**ASSIGNED TASK:** For the entries below, report the number of lines where the string "SqliteConnectOptions" appears, and only that number.

**EXERCISE INPUTS:**
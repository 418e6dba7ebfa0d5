//! SQLite connection for the persisted index.

use sqlx::sqlite::{SqliteConnectOptions, SqlitePool, SqlitePoolOptions};
use std::path::Path;
use std::str::FromStr;

use crate::error::IndexInitError;

/// Open (creating if missing) the index store at `path`.
pub async fn connect(path: &Path) -> Result<SqlitePool, IndexInitError> {
    if let Some(parent) = path.parent() {
        std::fs::create_dir_all(parent)?;
    }

    let options = SqliteConnectOptions::from_str(&format!("sqlite:{}", path.display()))?
        .create_if_missing(true)
        .journal_mode(sqlx::sqlite::SqliteJournalMode::Wal);

    let pool = SqlitePoolOptions::new()
        .max_connections(5)
        .connect_with(options)
        .await?;

    Ok(pool)
}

**REPLY:** 2